Boris Johnson has been hammered for using IQ to justify inequality.
You don’t need me to tell you in how many ways his attitude stinks.
But, even while you hate his attitude, you might be worrying that the statistics he quoted were arresting.
Here is what he said:
“Whatever you may think of the value of IQ tests, it is surely relevant to a conversation about equality that as many as 16 per cent of our species have an IQ below 85, while about 2 per cent… have an IQ above 130.”
So – cleverness seems incredibly rare. Only 2%! But not-so-cleverness seems alarmingly common. 16%.
So maybe inequality is an inevitable consequence of the unfortunate distribution of brain cells.

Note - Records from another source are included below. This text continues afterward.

//! Source loading: reads and parses root files and everything they
//! transitively import.

use crate::ast::{Directive, SourceRef};
use crate::error::{ConfigError, ConfigResult};
use crate::interp::interpolate_env;
use crate::parser;
use std::collections::{HashMap, VecDeque};
use std::fs;

/// The parsed contents of every source visited during one load cycle,
/// keyed by reference as written (before environment expansion).
pub type LoadedSet = HashMap<SourceRef, Vec<Directive>>;

/// Loads `roots` and every transitively imported file, each at most once.
///
/// Import paths found anywhere in a tree (including inside groups) are
/// enqueued with the worth of the source that imports them, so a missing
/// import is fatal only when it is reached from a Required file. Prefixes
/// are not applied here, only at flatten time. Cycles terminate because a
/// reference already in the set is never re-read.
///
/// A Required source that cannot be read is fatal. An Optional source
/// that cannot be read contributes an empty directive list. A source that
/// reads but fails to parse is fatal either way.
pub fn load_all(roots: &[SourceRef]) -> ConfigResult<LoadedSet> {
    let mut loaded = LoadedSet::new();
    let mut queue: VecDeque<SourceRef> = roots.iter().cloned().collect();

    while let Some(source) = queue.pop_front() {
        if loaded.contains_key(&source) {
            continue;
        }
        let directives = load_one(&source)?;
        for path in import_paths(&directives) {
            let import = if source.is_required() {
                SourceRef::Required(path)
            } else {
                SourceRef::Optional(path)
            };
            if !loaded.contains_key(&import) {
                queue.push_back(import);
            }
        }
        loaded.insert(source, directives);
    }
    Ok(loaded)
}

/// Reads and parses a single source, applying env-only path expansion.
fn load_one(source: &SourceRef) -> ConfigResult<Vec<Directive>> {
    let path = interpolate_env(source.path())?;
    match fs::read_to_string(&path) {
        Ok(content) => parser::parse(&path, &content),
        Err(err) if source.is_required() => Err(ConfigError::io(path, err)),
        Err(_) => Ok(Vec::new()),
    }
}

/// Collects import paths from a directive tree, descending into groups.
/// No prefixing happens at this stage.
fn import_paths(directives: &[Directive]) -> Vec<String> {
    let mut paths = Vec::new();
    collect_imports(directives, &mut paths);
    paths
}

fn collect_imports(directives: &[Directive], out: &mut Vec<String>) {
    for directive in directives {
        match directive {
            Directive::Import(path) => out.push(path.clone()),
            Directive::Group(_, body) => collect_imports(body, out),
            Directive::Bind(..) => {}
        }
    }
}
//! # Store
//!
//! Owns the search state and applies actions strictly one after another.
//! Effects returned by the reducer run on the tokio runtime and feed their
//! actions back into the same queue, so every state transition goes through
//! [`Store::apply`].

use flume::{Receiver, Sender};

use crate::environment::Environment;
use crate::search::{reduce, Action, State};

pub struct Store {
    state: State,
    environment: Environment,
    sender: Sender<Action>,
    receiver: Receiver<Action>,
    subscribers: Vec<Sender<State>>,
}

impl std::fmt::Debug for Store {
    fn fmt(&self, f: &mut std::fmt::Formatter<'_>) -> std::fmt::Result {
        f.debug_struct("Store")
            .field("state", &self.state)
            .field("queued", &self.receiver.len())
            .finish()
    }
}

impl Store {
    pub fn new(environment: Environment) -> Self {
        let state = State::new(environment.navigation.location());
        let (sender, receiver) = flume::unbounded();
        Self {
            state,
            environment,
            sender,
            receiver,
            subscribers: Vec::new(),
        }
    }

    pub fn state(&self) -> &State {
        &self.state
    }

    pub fn environment(&self) -> &Environment {
        &self.environment
    }

    /// A handle other tasks can use to dispatch actions
    pub fn sender(&self) -> Sender<Action> {
        self.sender.clone()
    }

    pub fn send(&self, action: Action) {
        if self.sender.send(action).is_err() {
            log::error!("Store queue closed");
        }
    }

    /// Receive a snapshot of the state after every applied action
    pub fn subscribe(&mut self) -> Receiver<State> {
        let (sender, receiver) = flume::unbounded();
        self.subscribers.push(sender);
        receiver
    }

    /// Apply a single action and start its effects
    pub fn apply(&mut self, action: Action) {
        let effect = reduce(action, &mut self.state, &self.environment);
        self.subscribers
            .retain(|subscriber| subscriber.send(self.state.clone()).is_ok());
        effect.run(&self.sender);
    }

    /// Wait for the next queued action and apply it
    pub async fn step(&mut self) -> bool {
        match self.receiver.recv_async().await {
            Ok(action) => {
                self.apply(action);
                true
            }
            Err(_) => false,
        }
    }

    /// Apply actions until `done` holds for the state
    pub async fn run_until(&mut self, done: impl Fn(&State) -> bool) {
        while self.step().await {
            if done(&self.state) {
                break;
            }
        }
    }

    pub async fn run(mut self) {
        while self.step().await {}
    }
}

#[cfg(test)]
mod tests {
    use super::*;
    use crate::environment::mock::MockResourceApi;
    use crate::environment::{Location, MemoryHistory, SearchConfig};
    use std::sync::Arc;
    use std::time::Duration;

    fn store(api: Arc<MockResourceApi>) -> Store {
        let history = MemoryHistory::new(Location::new("/search/", ""));
        Store::new(Environment::new(api, Arc::new(history), SearchConfig::default()))
    }

    #[tokio::test(start_paused = true)]
    async fn rapid_input_collapses_into_one_request() {
        let api = Arc::new(MockResourceApi::numbered(1).with_suggestions(&["roads", "rocks"]));
        let mut store = store(api.clone());

        for text in ["r", "ro", "roa"] {
            store.send(Action::FetchSuggestions(text.to_string()));
            store.step().await;
            tokio::time::sleep(Duration::from_millis(100)).await;
        }
        store
            .run_until(|s| !s.loading_suggestions && !s.suggestions.is_empty())
            .await;

        assert_eq!(api.autocomplete_calls(), 1);
        assert_eq!(api.autocomplete_texts(), vec!["roa".to_string()]);
        assert_eq!(store.state().suggestions, vec!["roads".to_string()]);
    }

    #[tokio::test(start_paused = true)]
    async fn spaced_input_requests_each_time() {
        let api = Arc::new(MockResourceApi::numbered(1).with_suggestions(&["roads"]));
        let mut store = store(api.clone());

        for text in ["r", "ro"] {
            store.send(Action::FetchSuggestions(text.to_string()));
            store.step().await;
            store.run_until(|s| !s.loading_suggestions).await;
        }
        assert_eq!(api.autocomplete_calls(), 2);
    }

    #[tokio::test]
    async fn subscribers_see_every_transition() {
        let api = Arc::new(MockResourceApi::numbered(3));
        let mut store = store(api);
        let snapshots = store.subscribe();

        let initial = MemoryHistory::new(Location::new("/search/", "")).initial_change();
        store.send(Action::LocationChanged(initial));
        store.run_until(|s| !s.loading).await;

        let states: Vec<State> = snapshots.try_iter().collect();
        assert_eq!(states.len(), 2);
        assert!(states[0].loading);
        assert!(!states[1].loading);
        assert_eq!(states[1].resources.len(), 3);
    }
}
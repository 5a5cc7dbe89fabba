pub mod config;
pub mod history;
pub mod mock;
pub mod model;

use std::sync::Arc;

pub use config::SearchConfig;
pub use history::{Location, LocationChange, MemoryHistory, NavigationHost};
pub use model::{HttpResourceApi, ResourceApi};

/// Everything a reducer may talk to besides its own state
#[derive(Clone)]
pub struct Environment {
    pub api: Arc<dyn ResourceApi>,
    pub navigation: Arc<dyn NavigationHost>,
    pub config: SearchConfig,
}

impl std::fmt::Debug for Environment {
    fn fmt(&self, f: &mut std::fmt::Formatter<'_>) -> std::fmt::Result {
        f.debug_struct("Environment")
            .field("config", &self.config)
            .finish()
    }
}

impl Environment {
    pub fn new(
        api: Arc<dyn ResourceApi>,
        navigation: Arc<dyn NavigationHost>,
        config: SearchConfig,
    ) -> Self {
        Self {
            api,
            navigation,
            config,
        }
    }

    /// Talks to the portal configured in `config`
    pub fn http(config: SearchConfig, navigation: Arc<dyn NavigationHost>) -> Self {
        let api = HttpResourceApi::new(&config.base_url, config.endpoints.clone());
        Self::new(Arc::new(api), navigation, config)
    }
}
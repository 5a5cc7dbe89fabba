use im::Vector;

use super::codec::{merge_update, with_page, SearchParams, PAGE_KEY};
use super::orchestrator::{plan_fetch, FetchRequest, PlanInput};
use super::reconciler::{reconcile, Reconciliation};
use crate::effect::{Debouncer, Effect};
use crate::environment::model::{ApiError, Resource, ResourceKey, SearchPage};
use crate::environment::{Environment, Location, LocationChange};
use crate::routes::Route;

#[derive(Clone, Debug, Default)]
pub struct State {
    /// Params of the last applied search, including `page`
    pub params: SearchParams,
    pub resources: Vector<Resource>,
    pub is_next_page_available: bool,
    pub loading: bool,
    pub loading_suggestions: bool,
    pub suggestions: Vec<String>,
    pub selected: Option<Resource>,
    /// Location search of the last applied search
    pub location_search: String,
    pub location_pathname: String,
    /// Set by an in-place update, cleared by every location change
    pub next_params: Option<SearchParams>,
    /// Mirror of the navigation host
    pub location: Location,
    pub error: Option<String>,

    resources_request: u64,
    suggestions_request: u64,
    selection_request: u64,
    suggestions_debounce: Option<Debouncer>,
}

impl State {
    pub fn new(location: Location) -> Self {
        Self {
            location,
            ..Default::default()
        }
    }

    pub fn current_page(&self) -> u32 {
        self.params
            .get(PAGE_KEY)
            .and_then(super::codec::parse_page)
            .unwrap_or(1)
    }

    fn plan_input(&self) -> PlanInput<'_> {
        PlanInput {
            params: &self.params,
            location_search: &self.location_search,
            next_params: self.next_params.as_ref(),
            loaded_resources: self.resources.len(),
        }
    }
}

#[derive(Clone)]
pub enum Action {
    /// Request a search, navigating if the query changed
    SearchResources {
        pathname: Option<String>,
        params: SearchParams,
    },
    /// Merge `params` into the current search and request it
    UpdateSearch {
        pathname: Option<String>,
        params: SearchParams,
    },
    LoadNextPage,
    LocationChanged(LocationChange),
    UpdateResourcesRequest {
        params: SearchParams,
        location: Location,
    },
    LoadedResources {
        request: u64,
        fetch: FetchRequest,
        result: Result<SearchPage, ApiError>,
    },

    FetchSuggestions(String),
    RequestSuggestions {
        request: u64,
        text: String,
    },
    LoadedSuggestions {
        request: u64,
        result: Result<Vec<String>, ApiError>,
    },

    RequestResource(Option<ResourceKey>),
    LoadedResource {
        request: u64,
        result: Result<Resource, ApiError>,
    },
}

impl std::fmt::Debug for Action {
    fn fmt(&self, f: &mut std::fmt::Formatter<'_>) -> std::fmt::Result {
        match self {
            Self::SearchResources { pathname, params } => f
                .debug_struct("SearchResources")
                .field("pathname", pathname)
                .field("params", params)
                .finish(),
            Self::UpdateSearch { pathname, params } => f
                .debug_struct("UpdateSearch")
                .field("pathname", pathname)
                .field("params", params)
                .finish(),
            Self::LoadNextPage => write!(f, "LoadNextPage"),
            Self::LocationChanged(arg0) => f.debug_tuple("LocationChanged").field(arg0).finish(),
            Self::UpdateResourcesRequest { params, .. } => f
                .debug_struct("UpdateResourcesRequest")
                .field("params", params)
                .finish(),
            Self::LoadedResources { request, result, .. } => f
                .debug_struct("LoadedResources")
                .field("request", request)
                .field("ok", &result.is_ok())
                .finish(),
            Self::FetchSuggestions(arg0) => f.debug_tuple("FetchSuggestions").field(arg0).finish(),
            Self::RequestSuggestions { request, text } => f
                .debug_struct("RequestSuggestions")
                .field("request", request)
                .field("text", text)
                .finish(),
            Self::LoadedSuggestions { request, .. } => f
                .debug_struct("LoadedSuggestions")
                .field("request", request)
                .finish(),
            Self::RequestResource(arg0) => f.debug_tuple("RequestResource").field(arg0).finish(),
            Self::LoadedResource { request, .. } => f
                .debug_struct("LoadedResource")
                .field("request", request)
                .finish(),
        }
    }
}

pub fn reduce(action: Action, state: &mut State, environment: &Environment) -> Effect<Action> {
    log::trace!("{action:?}");
    let config = &environment.config;
    match action {
        Action::SearchResources { pathname, params } => {
            match reconcile(
                &state.params,
                &state.location,
                pathname.as_deref(),
                &params,
                &config.query_keys,
            ) {
                Reconciliation::Navigate(location) => {
                    let change = environment.navigation.push(location);
                    Effect::action(Action::LocationChanged(change))
                }
                Reconciliation::UpdateInPlace { params, location } => {
                    Effect::action(Action::UpdateResourcesRequest { params, location })
                }
                Reconciliation::NoOp => Effect::NONE,
            }
        }
        Action::UpdateSearch { pathname, params } => {
            let params = merge_update(&state.location.search, &state.params, &params);
            Effect::action(Action::SearchResources { pathname, params })
        }
        Action::LoadNextPage => {
            if state.loading || !state.is_next_page_available {
                return Effect::NONE;
            }
            let params = with_page(&state.params, state.current_page() + 1);
            Effect::action(Action::SearchResources {
                pathname: None,
                params,
            })
        }
        Action::LocationChanged(change) => {
            log::debug!("{} {}", change.action, change.location.href());
            state.location = change.location.clone();
            if !change.triggers_search() {
                return Effect::NONE;
            }
            state.next_params = None;
            let select = match Route::matching(&change.location.pathname) {
                Some(Route::Detail { pk, .. }) => {
                    Effect::action(Action::RequestResource(Some(pk)))
                }
                _ => Effect::NONE,
            };
            let fetch = search_resources(
                state,
                environment,
                &change.location,
                change.is_first_rendering,
            );
            Effect::merge2(fetch, select)
        }
        Action::UpdateResourcesRequest { params, location } => {
            state.next_params = Some(params);
            search_resources(state, environment, &location, false)
        }
        Action::LoadedResources {
            request,
            fetch,
            result,
        } => {
            if request != state.resources_request {
                log::debug!("Dropping stale resources response {request}");
                return Effect::NONE;
            }
            state.loading = false;
            match result {
                Ok(page) => {
                    if fetch.reset {
                        state.resources = page.resources.into_iter().collect();
                    } else {
                        state.resources.extend(page.resources);
                    }
                    state.is_next_page_available = page.is_next_page_available;
                    state.params = fetch.params;
                    state.location_search = fetch.location.search;
                    state.location_pathname = fetch.location.pathname;
                    state.error = None;
                }
                Err(e) => {
                    log::error!("Could not load resources: {e}");
                    state.error = Some(e.to_string());
                }
            }
            Effect::NONE
        }
        Action::FetchSuggestions(text) => {
            if let Some(e) = state.suggestions_debounce.as_ref() {
                e.cancel()
            }
            state.suggestions_request += 1;
            let debouncer = Debouncer::default();
            state.suggestions_debounce = Some(debouncer.clone());
            Effect::debounce(
                Action::RequestSuggestions {
                    request: state.suggestions_request,
                    text,
                },
                config.suggestion_debounce(),
                debouncer,
            )
        }
        Action::RequestSuggestions { request, text } => {
            if request != state.suggestions_request {
                return Effect::NONE;
            }
            state.suggestions_debounce = None;
            state.loading_suggestions = true;
            let api = environment.api.clone();
            Effect::future(
                async move { api.autocomplete(&text).await },
                move |result| Action::LoadedSuggestions { request, result },
            )
        }
        Action::LoadedSuggestions { request, result } => {
            if request != state.suggestions_request {
                return Effect::NONE;
            }
            state.loading_suggestions = false;
            match result {
                Ok(suggestions) => state.suggestions = suggestions,
                Err(e) => {
                    log::error!("Could not load suggestions: {e}");
                    state.error = Some(e.to_string());
                }
            }
            Effect::NONE
        }
        Action::RequestResource(pk) => {
            state.selection_request += 1;
            let Some(pk) = pk else {
                state.selected = None;
                return Effect::NONE;
            };
            if let Some(resource) = state.resources.iter().find(|r| r.pk == pk) {
                state.selected = Some(resource.clone());
                return Effect::NONE;
            }
            let request = state.selection_request;
            let api = environment.api.clone();
            Effect::future(
                async move { api.get_by_key(&pk).await },
                move |result| Action::LoadedResource { request, result },
            )
        }
        Action::LoadedResource { request, result } => {
            if request != state.selection_request {
                return Effect::NONE;
            }
            match result {
                Ok(resource) => state.selected = Some(resource),
                Err(e) => {
                    log::error!("Could not load resource: {e}");
                    state.selected = None;
                    state.error = Some(e.to_string());
                }
            }
            Effect::NONE
        }
    }
}

/// Plan and start a resources request. Any request still in flight is superseded,
/// even when no new request is needed.
fn search_resources(
    state: &mut State,
    environment: &Environment,
    location: &Location,
    is_first_rendering: bool,
) -> Effect<Action> {
    let config = &environment.config;
    state.resources_request += 1;
    let Some(fetch) = plan_fetch(
        state.plan_input(),
        location,
        is_first_rendering,
        config.page_size,
        &config.query_keys,
    ) else {
        state.loading = false;
        return Effect::NONE;
    };

    state.suggestions = Vec::new();
    state.loading = true;
    let request = state.resources_request;
    let api = environment.api.clone();
    let page_size = config.page_size;
    let params = fetch.params.clone();
    Effect::future(
        async move { api.search(&params, page_size).await },
        move |result| Action::LoadedResources {
            request,
            fetch,
            result,
        },
    )
}
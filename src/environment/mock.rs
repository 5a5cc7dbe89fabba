use std::collections::VecDeque;
use std::sync::atomic::{AtomicUsize, Ordering};
use std::sync::Mutex;
use std::time::Duration;

use async_trait::async_trait;

use super::model::{ApiError, Resource, ResourceApi, ResourceKey, SearchPage};
use crate::search::codec::{parse_page, SearchParams, PAGE_KEY};

/// In-memory catalogue implementing [`ResourceApi`]. Counts calls and can be
/// told to delay or fail individual calls.
#[derive(Debug, Default)]
pub struct MockResourceApi {
    catalogue: Vec<Resource>,
    suggestions: Vec<String>,
    search_delays: Mutex<VecDeque<Duration>>,
    search_failures: Mutex<VecDeque<ApiError>>,
    lookup_failures: Mutex<VecDeque<ApiError>>,
    autocomplete_failures: Mutex<VecDeque<ApiError>>,
    autocomplete_texts: Mutex<Vec<String>>,
    pub search_calls: AtomicUsize,
    pub lookup_calls: AtomicUsize,
    pub autocomplete_calls: AtomicUsize,
}

impl MockResourceApi {
    pub fn new(catalogue: Vec<Resource>) -> Self {
        Self {
            catalogue,
            ..Default::default()
        }
    }

    /// `count` numbered datasets titled `Resource {n}`
    pub fn numbered(count: u64) -> Self {
        Self::new(
            (1..=count)
                .map(|n| Resource::new(n, "dataset", &format!("Resource {n}")))
                .collect(),
        )
    }

    pub fn with_suggestions(mut self, suggestions: &[&str]) -> Self {
        self.suggestions = suggestions.iter().map(|e| e.to_string()).collect();
        self
    }

    /// Delay the next search calls, one entry per call
    pub fn delay_searches(&self, delays: &[Duration]) {
        if let Ok(mut queue) = self.search_delays.lock() {
            queue.extend(delays.iter().copied());
        }
    }

    pub fn fail_next_search(&self, error: ApiError) {
        if let Ok(mut queue) = self.search_failures.lock() {
            queue.push_back(error);
        }
    }

    pub fn fail_next_lookup(&self, error: ApiError) {
        if let Ok(mut queue) = self.lookup_failures.lock() {
            queue.push_back(error);
        }
    }

    pub fn fail_next_autocomplete(&self, error: ApiError) {
        if let Ok(mut queue) = self.autocomplete_failures.lock() {
            queue.push_back(error);
        }
    }

    pub fn search_calls(&self) -> usize {
        self.search_calls.load(Ordering::SeqCst)
    }

    pub fn lookup_calls(&self) -> usize {
        self.lookup_calls.load(Ordering::SeqCst)
    }

    pub fn autocomplete_calls(&self) -> usize {
        self.autocomplete_calls.load(Ordering::SeqCst)
    }

    pub fn autocomplete_texts(&self) -> Vec<String> {
        self.autocomplete_texts
            .lock()
            .map(|e| e.clone())
            .unwrap_or_default()
    }

    fn matching(&self, params: &SearchParams) -> Vec<&Resource> {
        let needle = params
            .get("q")
            .and_then(|q| q.first())
            .map(str::to_lowercase);
        self.catalogue
            .iter()
            .filter(|resource| match (&needle, &resource.title) {
                (Some(needle), Some(title)) => title.to_lowercase().contains(needle),
                (Some(_), None) => false,
                (None, _) => true,
            })
            .collect()
    }
}

#[async_trait]
impl ResourceApi for MockResourceApi {
    async fn search(&self, params: &SearchParams, page_size: u32) -> Result<SearchPage, ApiError> {
        self.search_calls.fetch_add(1, Ordering::SeqCst);
        let delay = self.search_delays.lock().ok().and_then(|mut q| q.pop_front());
        if let Some(delay) = delay {
            tokio::time::sleep(delay).await;
        }
        let failure = self.search_failures.lock().ok().and_then(|mut q| q.pop_front());
        if let Some(error) = failure {
            return Err(error);
        }

        let page = params.get(PAGE_KEY).and_then(parse_page).unwrap_or(1) as usize;
        let page_size = page_size as usize;
        let matching = self.matching(params);
        let start = (page - 1) * page_size;
        let resources: Vec<Resource> = matching
            .iter()
            .skip(start)
            .take(page_size)
            .map(|e| (*e).clone())
            .collect();
        Ok(SearchPage {
            is_next_page_available: matching.len() > start + page_size,
            resources,
        })
    }

    async fn get_by_key(&self, pk: &ResourceKey) -> Result<Resource, ApiError> {
        self.lookup_calls.fetch_add(1, Ordering::SeqCst);
        let failure = self.lookup_failures.lock().ok().and_then(|mut q| q.pop_front());
        if let Some(error) = failure {
            return Err(error);
        }
        self.catalogue
            .iter()
            .find(|resource| &resource.pk == pk)
            .cloned()
            .ok_or_else(|| ApiError::NotFound(pk.clone()))
    }

    async fn autocomplete(&self, text: &str) -> Result<Vec<String>, ApiError> {
        self.autocomplete_calls.fetch_add(1, Ordering::SeqCst);
        if let Ok(mut texts) = self.autocomplete_texts.lock() {
            texts.push(text.to_string());
        }
        let failure = self.autocomplete_failures.lock().ok().and_then(|mut q| q.pop_front());
        if let Some(error) = failure {
            return Err(error);
        }
        let text = text.to_lowercase();
        Ok(self
            .suggestions
            .iter()
            .filter(|e| e.to_lowercase().starts_with(&text))
            .cloned()
            .collect())
    }
}
pub mod codec;
pub mod orchestrator;
pub mod reconciler;
mod reducer;

pub use codec::{ParamValue, SearchParams};
pub use reducer::{reduce, Action, State};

A lot of us are twits. Only a few of us are clever. So only a few get the wealth. It’s nobody’s fault but God’s.
But just in case nobody sets this statistical mischief straight for you, look at what BoJo has done.
At the clever end of the scale, he’s gone 30 points above 100.
But in the other direction, he’s only gone 15 points below 100.
So of course there are more below 85 than there are above 130.
Had he gone the SAME number of points down as up, and chosen to say how many people have an IQ below 70, guess what the number would be?
It would be 2%. The SAME as the number above 130.
This is because the distribution of IQ follows a ‘normal distribution’ – see the bell curve below.
What you need to know is that it is mirror-shaped. There are just as many of us with low IQs as there are with high IQs, and the pattern is THE SAME as you move further from the centre. It doesn’t matter which direction you go, up or down.
What BoJo should have said is:
“Whatever you may think of the value of IQ tests, it is surely relevant to a conversation about equality that just 2 per cent of our species have an IQ below 70, and just 2 per cent… have an IQ above 130.”
In other words, we’re all in this bell curve together.